WHAT TO PRODUCE ::
When a line in the data below includes "BulletItem", count it; then give only the total.

Stored items ::
■ ■ ■ ■

use crate::models::{ChatMessage, ChatSummary, Role};
use crate::render::{render_blocks, Block};
use colored::*;

/// Print a message body as rendered blocks.
pub fn display_content(content: &str) {
    for block in render_blocks(content) {
        match block {
            Block::Heading(text) => println!("{}", text.bold()),
            Block::BulletItem(text) => println!("  {} {}", "•".yellow(), text),
            Block::Paragraph(text) => println!("{}", text),
        }
    }
}

pub fn display_message(message: &ChatMessage) {
    match message.role {
        Role::User => println!("{} {}", "you:".cyan().bold(), message.content),
        Role::Assistant => {
            println!("{}", "ai:".yellow().bold());
            display_content(&message.content);
        }
    }
}

pub fn display_transcript(messages: &[ChatMessage]) {
    for message in messages {
        display_message(message);
        println!();
    }
}

pub fn display_summaries(summaries: &[ChatSummary]) {
    if summaries.is_empty() {
        println!("No chats found. Start one with `writerai scripting`.");
        return;
    }
    for summary in summaries {
        println!("{}  {}", summary.id.yellow(), summary.preview);
    }
}

pub fn display_error(message: &str) {
    eprintln!("{} {}", "Error:".red(), message);
}

pub fn display_success(message: &str) {
    println!("{}", message.green());
}

pub fn display_verbose(verbose: bool, message: &str) {
    if verbose {
        eprintln!("{}", format!("[writerai] {}", message).dimmed());
    }
}
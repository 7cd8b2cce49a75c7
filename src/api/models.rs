use crate::models::{ChatMessage, ChatTranscript};
use serde::{Deserialize, Serialize};

// ---- chat persistence API ----

#[derive(Serialize)]
pub struct SaveChatRequest<'a> {
    pub messages: &'a [ChatMessage],
}

#[derive(Deserialize)]
pub struct ChatListResponse {
    #[serde(default)]
    pub chats: Vec<ChatTranscript>,
}

#[derive(Deserialize)]
pub struct ChatFetchResponse {
    pub chat: ChatTranscript,
}

#[derive(Deserialize)]
pub struct ChatCreateResponse {
    pub chat: CreatedChat,
}

#[derive(Deserialize)]
pub struct CreatedChat {
    #[serde(rename = "_id")]
    pub id: String,
}

// ---- completion API ----

#[derive(Serialize)]
pub struct CompletionRequest {
    pub contents: Vec<Content>,
}

#[derive(Serialize)]
pub struct Content {
    pub parts: Vec<Part>,
}

#[derive(Serialize)]
pub struct Part {
    pub text: String,
}

impl CompletionRequest {
    /// One stateless prompt per request; no conversation history is sent.
    pub fn from_prompt(prompt: &str) -> Self {
        Self {
            contents: vec![Content {
                parts: vec![Part {
                    text: prompt.to_string(),
                }],
            }],
        }
    }
}
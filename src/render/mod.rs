//! Line-based rendering of assistant output into display blocks.
//!
//! The chat markdown the service emits is a strict subset of Markdown: a
//! line wrapped in `**`/`**` is a heading, a line starting with `* ` is a
//! bullet item, anything else is a paragraph. No inline emphasis, no nested
//! lists, no code blocks.

#[derive(Debug, Clone, PartialEq, Eq)]
pub enum Block {
    Heading(String),
    BulletItem(String),
    Paragraph(String),
}

/// Split `content` on line breaks and map every line to exactly one block,
/// in order. Empty lines become empty paragraphs.
pub fn render_blocks(content: &str) -> Vec<Block> {
    content.split('\n').map(render_line).collect()
}

fn render_line(line: &str) -> Block {
    if line.starts_with("**") && line.ends_with("**") {
        Block::Heading(line.replace("**", ""))
    } else if let Some(item) = line.strip_prefix("* ") {
        Block::BulletItem(item.to_string())
    } else {
        Block::Paragraph(line.to_string())
    }
}

#[cfg(test)]
mod tests {
    use super::*;

    #[test]
    fn heading_markers_stripped() {
        assert_eq!(
            render_line("**Act One**"),
            Block::Heading("Act One".to_string())
        );
    }

    #[test]
    fn bare_double_star_is_an_empty_heading() {
        // A lone "**" both starts and ends with the marker.
        assert_eq!(render_line("**"), Block::Heading(String::new()));
    }

    #[test]
    fn bullet_marker_stripped() {
        assert_eq!(
            render_line("* a twist"),
            Block::BulletItem("a twist".to_string())
        );
    }

    #[test]
    fn star_without_space_is_a_paragraph() {
        assert_eq!(render_line("*note"), Block::Paragraph("*note".to_string()));
    }
}
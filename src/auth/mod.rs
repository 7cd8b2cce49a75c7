mod client;
mod guard;
mod token;

pub use client::{login, login_outcome, register, AuthResponse};
pub use guard::{is_authenticated, require_auth, require_guest};
pub use token::{FilesystemTokenStore, StoredToken, TokenStore, TOKEN_EXPIRY_DAYS};
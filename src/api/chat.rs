use crate::api::models::{ChatCreateResponse, ChatFetchResponse, ChatListResponse, SaveChatRequest};
use crate::error::{Result, WriterAiError};
use crate::models::{ChatMessage, ChatSummary, ChatTranscript};
use reqwest::header::{HeaderMap, HeaderValue, AUTHORIZATION, CONTENT_TYPE};

/// Client for the chat-persistence API. Every call carries the bearer token;
/// failures surface the HTTP status and are never retried.
pub struct ChatApi {
    base_url: String,
    client: reqwest::Client,
}

impl ChatApi {
    pub fn new(base_url: &str, token: &str) -> Result<Self> {
        let mut headers = HeaderMap::new();
        headers.insert(
            AUTHORIZATION,
            HeaderValue::from_str(&format!("Bearer {}", token)).map_err(|e| {
                WriterAiError::Other(format!("Invalid authorization header: {}", e))
            })?,
        );
        headers.insert(CONTENT_TYPE, HeaderValue::from_static("application/json"));

        let client = reqwest::Client::builder().default_headers(headers).build()?;

        Ok(Self {
            base_url: base_url.trim_end_matches('/').to_string(),
            client,
        })
    }

    /// GET /api/chat/list, reduced to dashboard previews.
    pub async fn list(&self) -> Result<Vec<ChatSummary>> {
        let response = self
            .client
            .get(format!("{}/api/chat/list", self.base_url))
            .send()
            .await?;

        let status = response.status();
        if !status.is_success() {
            return Err(WriterAiError::ExternalService {
                status: status.as_u16(),
                message: "Failed to fetch chat list".to_string(),
            });
        }

        let body: ChatListResponse = response.json().await?;
        Ok(body.chats.iter().map(ChatSummary::from_transcript).collect())
    }

    /// GET /api/chat/:id
    pub async fn fetch(&self, id: &str) -> Result<ChatTranscript> {
        let response = self
            .client
            .get(format!("{}/api/chat/{}", self.base_url, id))
            .send()
            .await?;

        let status = response.status();
        if !status.is_success() {
            return Err(WriterAiError::ExternalService {
                status: status.as_u16(),
                message: format!("Failed to fetch chat {}", id),
            });
        }

        let body: ChatFetchResponse = response.json().await?;
        Ok(body.chat)
    }

    /// POST /api/chat/save, the first save of a transcript; the remote store
    /// assigns and returns the id.
    pub async fn create(&self, messages: &[ChatMessage]) -> Result<String> {
        let response = self
            .client
            .post(format!("{}/api/chat/save", self.base_url))
            .json(&SaveChatRequest { messages })
            .send()
            .await?;

        let status = response.status();
        if !status.is_success() {
            return Err(WriterAiError::ExternalService {
                status: status.as_u16(),
                message: "Failed to save chat".to_string(),
            });
        }

        let body: ChatCreateResponse = response.json().await?;
        Ok(body.chat.id)
    }

    /// PUT /api/chat/update/:id with replace-all semantics, never a delta.
    pub async fn update(&self, id: &str, messages: &[ChatMessage]) -> Result<()> {
        let response = self
            .client
            .put(format!("{}/api/chat/update/{}", self.base_url, id))
            .json(&SaveChatRequest { messages })
            .send()
            .await?;

        let status = response.status();
        if !status.is_success() {
            return Err(WriterAiError::ExternalService {
                status: status.as_u16(),
                message: format!("Failed to save chat {}", id),
            });
        }

        Ok(())
    }
}
use serde_json::json;
use writerai::api::response::extract_completion_text;
use writerai::error::WriterAiError;

#[test]
fn test_extract_text_when_present() {
    let response = json!({
        "candidates": [{
            "content": {
                "parts": [{ "text": "Once upon a time" }]
            }
        }]
    });

    let text = extract_completion_text(&response).unwrap();
    assert_eq!(text, "Once upon a time");
}

#[test]
fn test_extract_text_returns_first_part_of_first_candidate() {
    let response = json!({
        "candidates": [
            { "content": { "parts": [{ "text": "first" }, { "text": "second" }] } },
            { "content": { "parts": [{ "text": "other candidate" }] } }
        ]
    });

    let text = extract_completion_text(&response).unwrap();
    assert_eq!(text, "first");
}

#[test]
fn test_missing_candidates_is_an_error() {
    let response = json!({ "promptFeedback": {} });
    let result = extract_completion_text(&response);
    assert!(matches!(
        result,
        Err(WriterAiError::ExternalService { .. })
    ));
}

#[test]
fn test_empty_candidates_is_an_error() {
    let response = json!({ "candidates": [] });
    assert!(extract_completion_text(&response).is_err());
}

#[test]
fn test_missing_text_field_is_an_error() {
    let response = json!({
        "candidates": [{ "content": { "parts": [{}] } }]
    });
    assert!(extract_completion_text(&response).is_err());
}

#[test]
fn test_non_string_text_is_an_error() {
    let response = json!({
        "candidates": [{ "content": { "parts": [{ "text": 42 }] } }]
    });
    assert!(extract_completion_text(&response).is_err());
}
pub mod chat;
pub mod completion;
pub mod models;
pub mod response;

pub use chat::ChatApi;
pub use completion::CompletionClient;
pub use response::extract_completion_text;
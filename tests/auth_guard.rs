use std::sync::Mutex;
use writerai::auth::{is_authenticated, require_auth, require_guest, StoredToken, TokenStore};
use writerai::error::WriterAiError;

/// In-memory credential store; what require_auth/require_guest see is the
/// token's presence, nothing else.
struct MemoryTokenStore {
    token: Mutex<Option<String>>,
}

impl MemoryTokenStore {
    fn empty() -> Self {
        Self {
            token: Mutex::new(None),
        }
    }

    fn with_token(token: &str) -> Self {
        Self {
            token: Mutex::new(Some(token.to_string())),
        }
    }
}

impl TokenStore for MemoryTokenStore {
    fn load(&self) -> Option<StoredToken> {
        self.token.lock().unwrap().as_ref().map(|t| StoredToken {
            token: t.clone(),
            stored_at: chrono::Local::now(),
        })
    }

    fn save(&self, token: &str) -> Result<(), Box<dyn std::error::Error>> {
        *self.token.lock().unwrap() = Some(token.to_string());
        Ok(())
    }

    fn clear(&self) -> Result<(), Box<dyn std::error::Error>> {
        *self.token.lock().unwrap() = None;
        Ok(())
    }
}

#[test]
fn test_require_auth_with_token() {
    let store = MemoryTokenStore::with_token("tok-1");
    assert_eq!(require_auth(&store).unwrap(), "tok-1");
}

#[test]
fn test_require_auth_without_token() {
    let store = MemoryTokenStore::empty();
    assert!(matches!(require_auth(&store), Err(WriterAiError::Auth(_))));
}

#[test]
fn test_require_guest_without_token() {
    let store = MemoryTokenStore::empty();
    assert!(require_guest(&store).is_ok());
}

#[test]
fn test_require_guest_with_token() {
    let store = MemoryTokenStore::with_token("tok-1");
    assert!(matches!(require_guest(&store), Err(WriterAiError::Auth(_))));
}

#[test]
fn test_guards_reevaluate_on_every_call() {
    let store = MemoryTokenStore::empty();
    assert!(!is_authenticated(&store));

    store.save("tok-2").unwrap();
    assert!(is_authenticated(&store));
    assert_eq!(require_auth(&store).unwrap(), "tok-2");

    store.clear().unwrap();
    assert!(!is_authenticated(&store));
    assert!(require_auth(&store).is_err());
}
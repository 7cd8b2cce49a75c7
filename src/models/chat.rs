use serde::{Deserialize, Serialize};

#[derive(Serialize, Deserialize, Clone, Copy, PartialEq, Eq, Debug)]
#[serde(rename_all = "lowercase")]
pub enum Role {
    User,
    Assistant,
}

#[derive(Serialize, Deserialize, Clone, Debug)]
pub struct ChatMessage {
    pub role: Role,
    pub content: String,
}

impl ChatMessage {
    pub fn user(content: impl Into<String>) -> Self {
        Self {
            role: Role::User,
            content: content.into(),
        }
    }

    pub fn assistant(content: impl Into<String>) -> Self {
        Self {
            role: Role::Assistant,
            content: content.into(),
        }
    }
}

/// A persisted conversation as returned by the chat API. The id is assigned
/// by the remote store on first save; the client only ever appends messages.
#[derive(Serialize, Deserialize, Clone, Debug)]
pub struct ChatTranscript {
    #[serde(rename = "_id")]
    pub id: String,
    pub messages: Vec<ChatMessage>,
}

/// Dashboard listing entry, derived from the first message of a chat.
#[derive(Clone, Debug)]
pub struct ChatSummary {
    pub id: String,
    pub preview: String,
}

pub const PREVIEW_MAX_CHARS: usize = 80;

impl ChatSummary {
    pub fn from_transcript(transcript: &ChatTranscript) -> Self {
        let preview = transcript
            .messages
            .first()
            .map(|m| truncate_preview(&m.content))
            .unwrap_or_else(|| "No messages".to_string());
        Self {
            id: transcript.id.clone(),
            preview,
        }
    }
}

fn truncate_preview(content: &str) -> String {
    // First line only; long lines get an ellipsis on a char boundary.
    let first_line = content.lines().next().unwrap_or("");
    if first_line.chars().count() <= PREVIEW_MAX_CHARS {
        first_line.to_string()
    } else {
        let truncated: String = first_line.chars().take(PREVIEW_MAX_CHARS).collect();
        format!("{}...", truncated.trim_end())
    }
}
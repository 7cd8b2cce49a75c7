use super::token::TokenStore;
use crate::error::{Result, WriterAiError};

/// Credential presence is the only session state the client tracks.
pub fn is_authenticated(store: &dyn TokenStore) -> bool {
    store.load().is_some()
}

/// Gate for protected commands. Re-reads the store on every call; nothing
/// is cached between invocations.
pub fn require_auth(store: &dyn TokenStore) -> Result<String> {
    match store.load() {
        Some(stored) => Ok(stored.token),
        None => Err(WriterAiError::Auth(
            "Please login first (writerai login)".to_string(),
        )),
    }
}

/// Gate for guest-only commands such as login and register.
pub fn require_guest(store: &dyn TokenStore) -> Result<()> {
    if is_authenticated(store) {
        Err(WriterAiError::Auth(
            "Already logged in; see your chats with `writerai dashboard`".to_string(),
        ))
    } else {
        Ok(())
    }
}
use std::collections::BTreeSet;
use std::path::PathBuf;

use clap::ArgMatches;
use tracing::{error, info, warn};

use orgsweep_core::api::{ApiClient, DryRun, EnvToken, HttpClient, OrgApi};
use orgsweep_core::cleaners::CleanContext;
use orgsweep_core::config::{SweepConfig, load_protected_list};
use orgsweep_core::errors::ConfigError;
use orgsweep_core::graph::{ResourceGraph, load_snapshot};
use orgsweep_core::runner::{RunSummary, run_cleanup};

/// Load configuration with warning on errors.
///
/// Falls back to defaults if config loading fails, but notifies the user via:
/// - stderr message for immediate visibility
/// - structured log event `cli.config.load_failed` for debugging
fn load_config_with_warning() -> SweepConfig {
    match SweepConfig::load_hierarchy() {
        Ok(config) => config,
        Err(e) => {
            eprintln!(
                "Warning: Could not load config: {}. Using defaults.\n\
                 Tip: Check ~/.orgsweep/config.toml and ./.orgsweep/config.toml for syntax errors.",
                e
            );
            warn!(
                event = "cli.config.load_failed",
                error = %e,
                "Config load failed, using defaults"
            );
            SweepConfig::default()
        }
    }
}

pub fn run_command(matches: &ArgMatches) -> Result<(), Box<dyn std::error::Error>> {
    match matches.subcommand() {
        Some(("clean", sub_matches)) => handle_clean_command(sub_matches),
        Some(("inspect", sub_matches)) => handle_inspect_command(sub_matches),
        _ => {
            error!(event = "cli.command_unknown");
            Err("Unknown command".into())
        }
    }
}

/// Apply CLI overrides on top of the loaded config (highest priority).
fn apply_clean_overrides(config: &mut SweepConfig, matches: &ArgMatches) {
    if let Some(org) = matches.get_one::<String>("org") {
        config.api.organization = Some(org.clone());
    }
    if let Some(domain) = matches.get_one::<String>("domain") {
        config.api.domain = domain.clone();
    }
    if let Some(token_env) = matches.get_one::<String>("token-env") {
        config.api.token_env = token_env.clone();
    }
    if let Some(hierarchy) = matches.get_one::<String>("hierarchy") {
        config.snapshot.input = Some(PathBuf::from(hierarchy));
    }
    if let Some(output) = matches.get_one::<String>("output") {
        config.snapshot.output = PathBuf::from(output);
    }
    if let Some(protected) = matches.get_one::<String>("protected") {
        config.protected.file = Some(PathBuf::from(protected));
    }
}

fn handle_clean_command(matches: &ArgMatches) -> Result<(), Box<dyn std::error::Error>> {
    let mut config = load_config_with_warning();
    apply_clean_overrides(&mut config, matches);

    let Some(organization) = config.api.organization.clone() else {
        eprintln!("❌ No organization configured. Pass --org or set api.organization in config.");
        return Err(ConfigError::MissingOrganization.into());
    };
    let Some(input) = config.snapshot.input.clone() else {
        eprintln!("❌ No snapshot configured. Pass --hierarchy or set snapshot.input in config.");
        return Err(ConfigError::MissingSnapshot.into());
    };

    let protected = match &config.protected.file {
        Some(path) => load_protected_list(path)?,
        None => BTreeSet::new(),
    };

    let mut graph = load_snapshot(&input)?;
    let dry_run = matches.get_flag("dry-run");

    info!(
        event = "cli.clean_started",
        organization = %organization,
        hierarchy = %input.display(),
        dry_run = dry_run,
        protected = protected.len()
    );

    let http = HttpClient::new(Box::new(EnvToken::new(config.api.token_env.clone())));
    let client: Box<dyn ApiClient> = if dry_run {
        Box::new(DryRun::new(http))
    } else {
        Box::new(http)
    };

    let api = OrgApi::new(&config.api.domain, &organization);
    let ctx = CleanContext::new(client.as_ref(), &api);
    let summary = run_cleanup(&mut graph, &ctx, protected, &config.snapshot.output, dry_run);

    info!(
        event = "cli.clean_completed",
        deleted = summary.totals.deleted,
        skipped = summary.totals.skipped,
        retained = summary.totals.retained
    );

    if matches.get_flag("json") {
        println!("{}", serde_json::to_string_pretty(&summary)?);
    } else {
        print_run_summary(&organization, &summary, dry_run);
    }

    if !summary.snapshot_saved {
        eprintln!(
            "❌ Failed to write the post-run snapshot to '{}'",
            summary.snapshot_path
        );
        return Err("Snapshot write failed".into());
    }

    Ok(())
}

fn print_run_summary(organization: &str, summary: &RunSummary, dry_run: bool) {
    let mode = if dry_run { " (dry run)" } else { "" };
    println!(
        "🧹 Swept organization '{}'{} in {}ms",
        organization, mode, summary.duration_ms
    );

    for outcome in &summary.cleaners {
        match &outcome.error {
            Some(error) => println!("   {:<14} ⚠️  {}", outcome.name, error),
            None => println!(
                "   {:<14} {} deleted, {} skipped, {} retained",
                outcome.name, outcome.stats.deleted, outcome.stats.skipped, outcome.stats.retained
            ),
        }
    }

    println!(
        "Totals: {} deleted, {} skipped, {} retained",
        summary.totals.deleted, summary.totals.skipped, summary.totals.retained
    );
    if summary.snapshot_saved {
        println!("Snapshot written to {}", summary.snapshot_path);
    }
}

#[derive(serde::Serialize)]
struct SnapshotSummary {
    proxies: usize,
    sharedflows: usize,
    api_products: usize,
    apps: usize,
    developers: usize,
    organization_kvms: usize,
    environment_kvms: usize,
    environments: usize,
}

impl SnapshotSummary {
    fn of(graph: &ResourceGraph) -> Self {
        Self {
            proxies: graph.proxies.len(),
            sharedflows: graph.sharedflows.len(),
            api_products: graph.api_products.len(),
            apps: graph.apps.len(),
            developers: graph.developers.len(),
            organization_kvms: graph.organization_kvms.len(),
            environment_kvms: graph.environments.iter().map(|e| e.kvms.len()).sum(),
            environments: graph.environments.len(),
        }
    }
}

fn handle_inspect_command(matches: &ArgMatches) -> Result<(), Box<dyn std::error::Error>> {
    let config = load_config_with_warning();

    let Some(path) = matches
        .get_one::<String>("hierarchy")
        .map(PathBuf::from)
        .or_else(|| config.snapshot.input.clone())
    else {
        eprintln!("❌ No snapshot configured. Pass --hierarchy or set snapshot.input in config.");
        return Err(ConfigError::MissingSnapshot.into());
    };

    info!(event = "cli.inspect_started", hierarchy = %path.display());

    let graph = load_snapshot(&path)?;
    let summary = SnapshotSummary::of(&graph);

    if matches.get_flag("json") {
        println!("{}", serde_json::to_string_pretty(&summary)?);
    } else {
        println!("Snapshot {}", path.display());
        println!("   proxies:           {}", summary.proxies);
        println!("   sharedflows:       {}", summary.sharedflows);
        println!("   api products:      {}", summary.api_products);
        println!("   apps:              {}", summary.apps);
        println!("   developers:        {}", summary.developers);
        println!("   org kvms:          {}", summary.organization_kvms);
        println!("   environment kvms:  {}", summary.environment_kvms);
        println!("   environments:      {}", summary.environments);
    }

    Ok(())
}
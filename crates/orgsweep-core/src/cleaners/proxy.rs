//! Proxy cleanup: undeploy every revision, prune references, delete.
//!
//! Runs first. Every later pass assumes that after this one, the only proxy
//! references left in the graph point at proxies that really survived.

use std::collections::BTreeSet;

use tracing::{info, warn};

use crate::api::helpers::api_delete;
use crate::api::urls::DeployableKind;
use crate::api::waiter::wait_for_undeploy;
use crate::cleaners::errors::CleanError;
use crate::cleaners::types::{CleanContext, CleanStats, Cleaner};
use crate::graph::operations::ResourceKind;
use crate::graph::types::{ResourceGraph, revision_id};

pub struct ProxyCleaner {
    protected: BTreeSet<String>,
}

impl ProxyCleaner {
    /// `protected` names are never deleted regardless of eligibility.
    pub fn new(protected: BTreeSet<String>) -> Self {
        Self { protected }
    }

    fn is_protected(&self, name: &str) -> bool {
        self.protected.contains(name)
    }
}

impl Cleaner for ProxyCleaner {
    fn name(&self) -> &'static str {
        "proxy"
    }

    fn delete(
        &self,
        graph: &mut ResourceGraph,
        ctx: &CleanContext,
    ) -> Result<CleanStats, CleanError> {
        info!(event = "core.proxy.clean_started", total = graph.proxies.len());
        let mut stats = CleanStats::default();

        let names: Vec<String> = graph.proxies.iter().map(|p| p.name.clone()).collect();
        for name in names {
            if self.is_protected(&name) {
                info!(event = "core.proxy.protected_skip", proxy = %name);
                stats.skipped += 1;
                continue;
            }

            // Undeploy every active revision/environment pair. A wait
            // timeout is non-fatal; the delete is attempted regardless.
            let deployments: Vec<(String, String)> = graph
                .proxies
                .iter()
                .find(|p| p.name == name)
                .map(|p| {
                    p.revisions
                        .iter()
                        .filter_map(|(key, detail)| {
                            detail
                                .environment
                                .clone()
                                .map(|env| (revision_id(key).to_string(), env))
                        })
                        .collect()
                })
                .unwrap_or_default();

            for (revision, env) in deployments {
                info!(
                    event = "core.proxy.undeploy_started",
                    proxy = %name,
                    revision = %revision,
                    environment = %env
                );
                let url = ctx.api.deployments(DeployableKind::Proxy, &env, &name, &revision);
                if let Err(e) = ctx.client.delete(&url) {
                    warn!(
                        event = "core.proxy.undeploy_request_failed",
                        proxy = %name,
                        revision = %revision,
                        error = %e
                    );
                }
                wait_for_undeploy(ctx.client, &url, ctx.undeploy_wait, &name);
            }

            graph.prune_reference(ResourceKind::Proxy, &name);

            if api_delete(ctx.client, &ctx.api.proxy(&name), &format!("proxy {name}")) {
                graph.remove_proxy(&name);
                stats.deleted += 1;
            } else {
                stats.retained += 1;
            }
        }

        info!(
            event = "core.proxy.clean_completed",
            deleted = stats.deleted,
            skipped = stats.skipped,
            retained = stats.retained
        );
        Ok(stats)
    }
}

■ ■ ■ ■

EXERCISE RESULT ::
4